Extract all lines in the data that contain the word "Returns".

··· DATA

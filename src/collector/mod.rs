//! Hardware collectors for Linux hosts.
//!
//! # Architecture
//!
//! ```text
//! ┌──────────────────────────────────────────────────────────────┐
//! │                          Inventory                           │
//! └──────┬──────────┬───────────┬─────────────┬──────────────┬───┘
//!        │          │           │             │              │
//!  CpuCollector  Topology   BlockCollector  NetCollector  MemoryCollector
//!        │       Collector      │   │         │   │           │
//!        ▼          ▼           ▼   ▼         ▼   ▼           ▼
//!   /proc/cpuinfo  /sys/...   /sys  findmnt  /sys udevadm   /proc/meminfo
//!                  /node      /dev           ethtool        /sys/.../memory
//! ```
//!
//! Every collector reads through the [`FileSystem`] trait and, where it
//! shells out, through the [`CommandRunner`] trait, so tests substitute
//! [`mock::MockFs`] and [`mock::MockRunner`].
//!
//! # Failure handling
//!
//! A source that is absent or unreadable, or a tool that cannot run, yields
//! the documented sentinel and a `debug!` line. Only content that is present
//! but malformed surfaces as a [`CollectError`].

pub mod block;
pub mod cpu;
pub mod error;
pub mod memory;
pub mod mock;
pub mod net;
pub mod parser;
pub mod topology;
pub mod traits;

pub use block::BlockCollector;
pub use cpu::CpuCollector;
pub use error::{CollectError, ParseError};
pub use memory::MemoryCollector;
pub use net::NetCollector;
pub use topology::TopologyCollector;
pub use traits::{CommandOutput, CommandRunner, FileSystem, RealFs, RealRunner};

use std::path::{Path, PathBuf};
use tracing::debug;

/// Reads a source file, treating any I/O failure as absence.
pub(crate) fn read_source<F: FileSystem>(fs: &F, path: &Path) -> Option<String> {
    match fs.read_to_string(path) {
        Ok(content) => Some(content),
        Err(e) => {
            debug!(path = ?path, error = %e, "source unavailable");
            None
        }
    }
}

/// Lists a source directory, treating any I/O failure as absence.
pub(crate) fn read_dir_source<F: FileSystem>(fs: &F, path: &Path) -> Option<Vec<PathBuf>> {
    match fs.read_dir(path) {
        Ok(entries) => Some(entries),
        Err(e) => {
            debug!(path = ?path, error = %e, "directory unavailable");
            None
        }
    }
}

/// Runs an external tool; `None` when it cannot start or exits non-zero.
pub(crate) fn run_command<R: CommandRunner>(
    runner: &R,
    program: &str,
    args: &[&str],
) -> Option<CommandOutput> {
    match runner.run(program, args) {
        Ok(output) if output.is_success() => Some(output),
        Ok(output) => {
            debug!(
                program,
                ?args,
                status = ?output.status,
                stderr = %output.stderr.trim(),
                "command failed"
            );
            None
        }
        Err(e) => {
            debug!(program, ?args, error = %e, "command could not run");
            None
        }
    }
}
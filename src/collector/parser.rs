//! Parsers for the pseudo-file and tool-output micro-formats.
//!
//! These are pure functions that parse raw text into structured values. They
//! never touch the filesystem, so each one is testable with string inputs.

use crate::collector::error::ParseError;
use crate::model::NicFeatures;
use std::collections::{BTreeMap, BTreeSet};
use std::str::FromStr;

/// One `key: value` block from `/proc/cpuinfo`, describing a logical processor.
pub type AttributeBlock = BTreeMap<String, String>;

/// Arbitrary-width bitmask decoded from a sysfs hex mask such as `cpumap`.
///
/// Words are stored least significant first.
#[derive(Debug, Clone, Default, PartialEq, Eq)]
pub struct Bitmask {
    words: Vec<u32>,
}

impl Bitmask {
    /// Returns `true` if bit `index` is set.
    pub fn is_set(&self, index: usize) -> bool {
        self.words
            .get(index / 32)
            .is_some_and(|word| word & (1 << (index % 32)) != 0)
    }

    /// Returns the set bit positions in `[0, limit)`.
    ///
    /// Bits at or beyond `limit` are ignored even when set.
    pub fn positions(&self, limit: usize) -> BTreeSet<usize> {
        (0..limit).filter(|&i| self.is_set(i)).collect()
    }
}

/// Parses a hexadecimal bitmask.
///
/// Accepts a single hex string (optionally `0x` prefixed) of any length, or a
/// list of 32-bit words separated by `,` or `:` with the most significant word
/// first, as the kernel prints `cpumap` on large hosts:
/// `00000000,00000f0f`.
pub fn parse_hex_bitmask(content: &str) -> Result<Bitmask, ParseError> {
    let content = content.trim();
    let content = content
        .strip_prefix("0x")
        .or_else(|| content.strip_prefix("0X"))
        .unwrap_or(content);
    if content.is_empty() {
        return Err(ParseError::new("empty bitmask"));
    }

    let segments: Vec<&str> = content.split([',', ':']).collect();
    let mut words = Vec::new();

    if segments.len() > 1 {
        for segment in segments.iter().rev() {
            if segment.is_empty() || segment.len() > 8 {
                return Err(ParseError::new(format!(
                    "invalid bitmask word '{}'",
                    segment
                )));
            }
            words.push(parse_hex_word(segment)?);
        }
    } else {
        if !content.is_ascii() {
            return Err(ParseError::new(format!("invalid bitmask '{}'", content)));
        }
        let mut end = content.len();
        while end > 0 {
            let start = end.saturating_sub(8);
            words.push(parse_hex_word(&content[start..end])?);
            end = start;
        }
    }

    Ok(Bitmask { words })
}

fn parse_hex_word(word: &str) -> Result<u32, ParseError> {
    if !word.chars().all(|c| c.is_ascii_hexdigit()) {
        return Err(ParseError::new(format!("invalid hex word '{}'", word)));
    }
    u32::from_str_radix(word, 16)
        .map_err(|_| ParseError::new(format!("invalid hex word '{}'", word)))
}

/// Parses `/proc/cpuinfo` into one attribute block per logical processor.
///
/// Blocks are separated by blank lines. Every other line must contain a
/// `:`; keys and values are trimmed. A trailing block without a terminating
/// blank line is kept. Empty content yields no blocks.
pub fn parse_cpuinfo(content: &str) -> Result<Vec<AttributeBlock>, ParseError> {
    let mut blocks = Vec::new();
    let mut current = AttributeBlock::new();

    for (lineno, line) in content.lines().enumerate() {
        if line.trim().is_empty() {
            if !current.is_empty() {
                blocks.push(std::mem::take(&mut current));
            }
            continue;
        }

        let (key, value) = line.split_once(':').ok_or_else(|| {
            ParseError::new(format!("line {}: expected 'key: value', got '{}'", lineno + 1, line))
        })?;
        current.insert(key.trim().to_string(), value.trim().to_string());
    }

    if !current.is_empty() {
        blocks.push(current);
    }

    Ok(blocks)
}

/// Returns the value of a required key from an attribute block.
pub fn required<'a>(block: &'a AttributeBlock, key: &str) -> Result<&'a str, ParseError> {
    block
        .get(key)
        .map(String::as_str)
        .ok_or_else(|| ParseError::new(format!("missing key '{}'", key)))
}

/// Parses a single trimmed decimal value, as found in `size`, `core_id` and
/// `addr_assign_type`.
pub fn parse_decimal<T: FromStr>(content: &str) -> Result<T, ParseError> {
    let trimmed = content.trim();
    trimmed
        .parse()
        .map_err(|_| ParseError::new(format!("invalid decimal '{}'", trimmed)))
}

/// Parses a hex value without separators, as found in `block_size_bytes`.
pub fn parse_hex_u64(content: &str) -> Result<u64, ParseError> {
    let trimmed = content.trim();
    let digits = trimmed.strip_prefix("0x").unwrap_or(trimmed);
    u64::from_str_radix(digits, 16)
        .map_err(|_| ParseError::new(format!("invalid hex value '{}'", trimmed)))
}

/// Extracts the integer suffix of a `<prefix><N>` entry name such as `node1`
/// or `cpu12`. Returns `None` for names like `cpumap` or `cpulist`.
pub fn parse_indexed_name(name: &str, prefix: &str) -> Option<u32> {
    let suffix = name.strip_prefix(prefix)?;
    if suffix.is_empty() || !suffix.chars().all(|c| c.is_ascii_digit()) {
        return None;
    }
    suffix.parse().ok()
}

/// Extracts `MemTotal` from `/proc/meminfo`, in bytes.
pub fn parse_meminfo_total(content: &str) -> Result<u64, ParseError> {
    for line in content.lines() {
        let Some((key, value)) = line.split_once(':') else {
            continue;
        };
        if key.trim() != "MemTotal" {
            continue;
        }
        let kib: u64 = value
            .split_whitespace()
            .next()
            .ok_or_else(|| ParseError::new("empty MemTotal"))
            .and_then(parse_decimal)?;
        return kib_to_bytes(kib);
    }
    Err(ParseError::new("missing MemTotal"))
}

/// Decodes a `hugepages-<size>kB` directory name into a page size in bytes.
pub fn parse_hugepage_size(name: &str) -> Result<u64, ParseError> {
    let kib = name
        .strip_prefix("hugepages-")
        .and_then(|rest| rest.strip_suffix("kB"))
        .ok_or_else(|| ParseError::new(format!("unexpected hugepage entry '{}'", name)))?;
    let kib: u64 = parse_decimal(kib)?;
    kib_to_bytes(kib)
}

/// Converts a kibibyte count to bytes, failing when it does not fit in `u64`.
pub fn kib_to_bytes(kib: u64) -> Result<u64, ParseError> {
    kib.checked_mul(1024)
        .ok_or_else(|| ParseError::new(format!("{} kB overflows a byte count", kib)))
}

/// Extracts the serial number from a `/dev/disk/by-id` link name.
///
/// The serial is the token between the first and second hyphen:
/// `scsi-3600508e000000000f8253aac9a1abd0c` yields
/// `3600508e000000000f8253aac9a1abd0c`. Names without a hyphen yield `None`.
pub fn serial_from_link_name(name: &str) -> Option<&str> {
    name.split('-').nth(1).filter(|serial| !serial.is_empty())
}

/// Parses `udevadm info --query=property` output (`KEY=VALUE` lines).
pub fn parse_udev_properties(content: &str) -> BTreeMap<String, String> {
    content
        .lines()
        .filter_map(|line| line.split_once('='))
        .map(|(key, value)| (key.trim().to_string(), value.trim().to_string()))
        .filter(|(key, _)| !key.is_empty())
        .collect()
}

/// Parses `ethtool -k <iface>` output.
///
/// The first line is a header and is skipped, as is any line that does not
/// split into exactly two `:`-delimited parts. A feature is enabled when its
/// state token is `on`; a trailing annotation such as `[fixed]` is ignored.
pub fn parse_feature_report(content: &str) -> NicFeatures {
    let mut features = NicFeatures::default();

    for line in content.lines().skip(1) {
        let parts: Vec<&str> = line.split(':').collect();
        if parts.len() != 2 {
            continue;
        }
        let name = parts[0].trim();
        if name.is_empty() {
            continue;
        }
        features.all.insert(name.to_string());
        if parts[1].split_whitespace().next() == Some("on") {
            features.enabled.insert(name.to_string());
        }
    }

    features
}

······

SOLVED EXERCISE:
    /// Returns `true` if bit `index` is set.
    /// Returns the set bit positions in `[0, limit)`.
/// Returns the value of a required key from an attribute block.
/// or `cpu12`. Returns `None` for names like `cpumap` or `cpulist`.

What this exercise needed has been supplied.